Tag: Booker Prize

Dunque c’è un romanzo italiano nella long list del Booker Prize: è “Il Duca” di Matteo Melchiorre, molto amato all’uscita da altri scrittori, secondo me sottovalutato nell’accoglienza generale (e a cui si augura ovviamente buon vento e una short list). 
Voglio dire che, dal momento che ancora si insiste sulla scrittura come testimonianza, gettando a mare qualche millennio di storie e tutte le storie che vengono grazie al cielo narrate oggi, forse la discussione a casa nostra è un tantino miope.
Se andiamo a guardare i libri vincitori del Booker Prize negli ultimi dieci anni troviamo: appunto “La vegetariana” di Han Kang, “Applausi a scena vuota” di David Grossman, “I vagabondi” di Olga Tokarczuk, “Corpi celesti” di Jokha al-Harthi, “Il disagio della sera” di Marieke Lucas Rijneveld, “Fratelli d’anima” di David Diop, “Oltre la frontiera” di Geetanjali Shree, “Cronorifugio” di Georgi Gospodinov, “Kairos” di Jenny Erpenbeck, “Heart Lamp” di Banu Mushtaq (non mi risulta ancora tradotto: è una raccolta di racconti).
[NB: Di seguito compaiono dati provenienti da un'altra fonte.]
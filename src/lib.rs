pub mod config;

pub use config::{Config, ConfigError};

use eyre::{Result, WrapErr};
use serde_json::Value;
use vocab_core::Codec;

/// Parses one document, runs it through the codec and returns it re-serialized.
pub fn normalize(codec: &Codec<'_>, input: &str, pretty: bool) -> Result<String> {
    let tree: Value = serde_json::from_str(input).wrap_err("input is not valid JSON")?;
    let object = codec.deserialize(&tree).wrap_err("failed to read vocabulary document")?;
    tracing::debug!("read a {} document", object.type_name());

    let output = codec.serialize(&object).wrap_err("failed to write vocabulary document")?;
    let rendered = if pretty {
        serde_json::to_string_pretty(&output)
    } else {
        serde_json::to_string(&output)
    };

    rendered.wrap_err("failed to render JSON")
}
use std::io::Read;

use activity_vocab::{normalize, Config};
use dotenv_flow::dotenv_flow;
use eyre::{Result, WrapErr};
use tracing_subscriber::{filter, layer::SubscriberExt, util::SubscriberInitExt};
use vocab_core::Codec;

fn main() -> Result<()> {
    // Load dotenv-flow variables
    dotenv_flow().ok();

    let config = Config::from_env().wrap_err("invalid configuration")?;

    // Enable logging
    config_tracing(&config);

    let codec = Codec::with_config(activitystreams::registry(), config.codec_config());
    let paths: Vec<String> = std::env::args().skip(1).collect();

    if paths.is_empty() {
        let mut input = String::new();
        std::io::stdin()
            .read_to_string(&mut input)
            .wrap_err("failed to read standard input")?;
        println!("{}", normalize(&codec, &input, config.pretty)?);
        return Ok(());
    }

    for path in &paths {
        tracing::info!("normalizing {path}");
        let input = std::fs::read_to_string(path).wrap_err_with(|| format!("failed to read {path}"))?;
        let output = normalize(&codec, &input, config.pretty).wrap_err_with(|| format!("in {path}"))?;
        println!("{output}");
    }

    Ok(())
}

fn config_tracing(config: &Config) {
    // Standard output carries the documents.
    let tracing_layer = tracing_subscriber::fmt::layer().with_writer(std::io::stderr);
    let filter = filter::Targets::new()
        .with_target("activity_vocab", config.log_level)
        .with_target("vocab_core", config.log_level)
        .with_target("activitystreams", config.log_level)
        .with_default(tracing::Level::WARN);

    tracing_subscriber::registry()
        .with(tracing_layer)
        .with(filter)
        .init();
}
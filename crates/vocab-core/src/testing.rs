//! A small vocabulary shaped like ActivityStreams, for unit tests.

use crate::{
    literal::LiteralKind,
    registry::TypeRegistry,
    schema::{Candidate, Capability, PropertySchema, TypeSchema},
};

const VOCABULARY: &str = "https://www.w3.org/ns/activitystreams";

const ENTITY: &[Candidate] = &[Candidate::Object, Candidate::Link];
const OBJECT_ONLY: &[Candidate] = &[Candidate::Object];
const TEXT: &[Candidate] = &[
    Candidate::Literal(LiteralKind::String),
    Candidate::Literal(LiteralKind::LangString),
];

pub static OBJECT: TypeSchema = TypeSchema {
    name: "Object",
    vocabulary: VOCABULARY,
    capability: Capability::Object,
    extends: None,
    without: &[],
    properties: &[
        PropertySchema::non_functional("attachment", ENTITY),
        PropertySchema::non_functional("attributedTo", ENTITY),
        PropertySchema::non_functional("content", TEXT).with_language_map(),
        PropertySchema::functional("duration", &[Candidate::Literal(LiteralKind::Duration)]),
        PropertySchema::non_functional("inReplyTo", ENTITY),
        PropertySchema::functional("mediaType", &[Candidate::Literal(LiteralKind::MimeType)]),
        PropertySchema::non_functional("name", TEXT).with_language_map(),
        PropertySchema::functional("published", &[Candidate::Literal(LiteralKind::DateTime)]),
        PropertySchema::functional("replies", OBJECT_ONLY),
        PropertySchema::functional("sensitive", &[Candidate::Literal(LiteralKind::Boolean)]),
        PropertySchema::non_functional(
            "summary",
            &[
                Candidate::Literal(LiteralKind::String),
                Candidate::Literal(LiteralKind::LangString),
                Candidate::Literal(LiteralKind::AnyUri),
            ],
        )
        .with_language_map(),
        PropertySchema::non_functional("tag", ENTITY),
        PropertySchema::non_functional("url", &[Candidate::Literal(LiteralKind::AnyUri), Candidate::Link]),
    ],
};

pub static NOTE: TypeSchema = TypeSchema {
    name: "Note",
    vocabulary: VOCABULARY,
    capability: Capability::Object,
    extends: Some(&OBJECT),
    without: &[],
    properties: &[PropertySchema::functional(
        "wordCount",
        &[Candidate::Literal(LiteralKind::NonNegativeInteger)],
    )],
};

pub static PLACE: TypeSchema = TypeSchema {
    name: "Place",
    vocabulary: VOCABULARY,
    capability: Capability::Object,
    extends: Some(&OBJECT),
    without: &[],
    properties: &[
        PropertySchema::functional("latitude", &[Candidate::Literal(LiteralKind::Float)]),
        PropertySchema::functional("longitude", &[Candidate::Literal(LiteralKind::Float)]),
    ],
};

pub static PROFILE: TypeSchema = TypeSchema {
    name: "Profile",
    vocabulary: VOCABULARY,
    capability: Capability::Object,
    extends: Some(&OBJECT),
    without: &[],
    properties: &[PropertySchema::functional("describes", OBJECT_ONLY)],
};

pub static COLLECTION: TypeSchema = TypeSchema {
    name: "Collection",
    vocabulary: VOCABULARY,
    capability: Capability::Object,
    extends: Some(&OBJECT),
    without: &[],
    properties: &[
        PropertySchema::non_functional("items", ENTITY),
        PropertySchema::functional("totalItems", &[Candidate::Literal(LiteralKind::NonNegativeInteger)]),
    ],
};

pub static LINK: TypeSchema = TypeSchema {
    name: "Link",
    vocabulary: VOCABULARY,
    capability: Capability::Link,
    extends: None,
    without: &[],
    properties: &[
        PropertySchema::functional("height", &[Candidate::Literal(LiteralKind::NonNegativeInteger)]),
        PropertySchema::functional("href", &[Candidate::Literal(LiteralKind::AnyUri)]),
        PropertySchema::functional("hreflang", &[Candidate::Literal(LiteralKind::Bcp47)]),
        PropertySchema::non_functional("name", TEXT).with_language_map(),
        PropertySchema::non_functional("rel", &[Candidate::Literal(LiteralKind::LinkRelation)]),
    ],
};

pub static MENTION: TypeSchema = TypeSchema {
    name: "Mention",
    vocabulary: VOCABULARY,
    capability: Capability::Link,
    extends: Some(&LINK),
    without: &[],
    properties: &[],
};

pub fn fixture_registry() -> TypeRegistry {
    TypeRegistry::builder()
        .register_all(&[&OBJECT, &NOTE, &PLACE, &PROFILE, &COLLECTION, &LINK, &MENTION])
        .build()
        .unwrap()
}
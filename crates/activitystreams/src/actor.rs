//! Actor types, carrying the ActivityPub actor properties.

use vocab_core::{Capability, PropertySchema, TypeSchema};

use crate::{
    base::{OBJECT, OBJECT_ONLY, TEXT},
    VOCABULARY,
};

/// Shared by every actor type; the vocabulary has no common actor parent.
pub const ACTOR_PROPERTIES: &[PropertySchema] = &[
    PropertySchema::functional("endpoints", OBJECT_ONLY),
    PropertySchema::functional("followers", OBJECT_ONLY),
    PropertySchema::functional("following", OBJECT_ONLY),
    PropertySchema::functional("inbox", OBJECT_ONLY),
    PropertySchema::functional("liked", OBJECT_ONLY),
    PropertySchema::functional("outbox", OBJECT_ONLY),
    PropertySchema::functional("preferredUsername", TEXT).with_language_map(),
    PropertySchema::non_functional("streams", OBJECT_ONLY),
];

macro_rules! actor {
    ($ident:ident, $name:literal) => {
        pub static $ident: TypeSchema = TypeSchema {
            name: $name,
            vocabulary: VOCABULARY,
            capability: Capability::Object,
            extends: Some(&OBJECT),
            without: &[],
            properties: ACTOR_PROPERTIES,
        };
    };
}

actor!(APPLICATION, "Application");
actor!(GROUP, "Group");
actor!(ORGANIZATION, "Organization");
actor!(PERSON, "Person");
actor!(SERVICE, "Service");
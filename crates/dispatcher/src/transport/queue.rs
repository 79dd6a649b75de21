use std::sync::Arc;

use async_trait::async_trait;
use log::debug;
use model::envelope::DeltaEnvelope;
use storage::queue::DeltaQueue;

use super::{DeltaTransport, TransportError};

/// Durable publish. Returns once the queue has stored the message, which says
/// nothing about whether the consumer has processed it.
#[derive(Clone)]
pub struct QueueTransport {
    queue: Arc<dyn DeltaQueue>,
}

impl QueueTransport {
    pub fn new(queue: Arc<dyn DeltaQueue>) -> Self {
        QueueTransport { queue }
    }
}

#[async_trait]
impl DeltaTransport for QueueTransport {
    async fn deliver(&self, envelope: &DeltaEnvelope) -> Result<(), TransportError> {
        self.queue.publish(envelope.clone()).await?;
        debug!("Published delta {:?}", envelope.correlation_id);
        Ok(())
    }
}
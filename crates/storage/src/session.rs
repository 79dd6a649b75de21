use std::ops::Deref;

use bson::doc;
use eyre::{Context as _, Error};
use log::info;
use mongodb::{options::ClientOptions, Client, Database};

const APP_NAME: &str = "workload-service";

/// Handle to the workload database. Cheap to clone.
#[derive(Clone)]
pub struct Db {
    _client: Client,
    db: Database,
}

impl Db {
    pub(crate) async fn new(uri: &str, db_name: &str) -> Result<Self, Error> {
        let mut options = ClientOptions::parse(uri)
            .await
            .context("Invalid MongoDB uri")?;
        options.app_name = Some(APP_NAME.to_string());
        let client = Client::with_options(options).context("Failed to connect to MongoDB")?;
        let db = client.database(db_name);
        db.run_command(doc! { "ping": 1 })
            .await
            .context("Failed to ping MongoDB")?;
        info!("Connected to database {}", db_name);
        Ok(Db {
            _client: client,
            db,
        })
    }
}

impl Deref for Db {
    type Target = Database;

    fn deref(&self) -> &Self::Target {
        &self.db
    }
}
Ora, non mi pare che tra i vincitori questa irresistibile tendenza alla letteratura che testimonia e non inventa sia molto presente. E mi pare anche, sapendo di ripetermi moltissimo, che il neopositivismo dei nostri tempi, che ci conduce a diffidare della finzione, ci conduca invece contro un muro.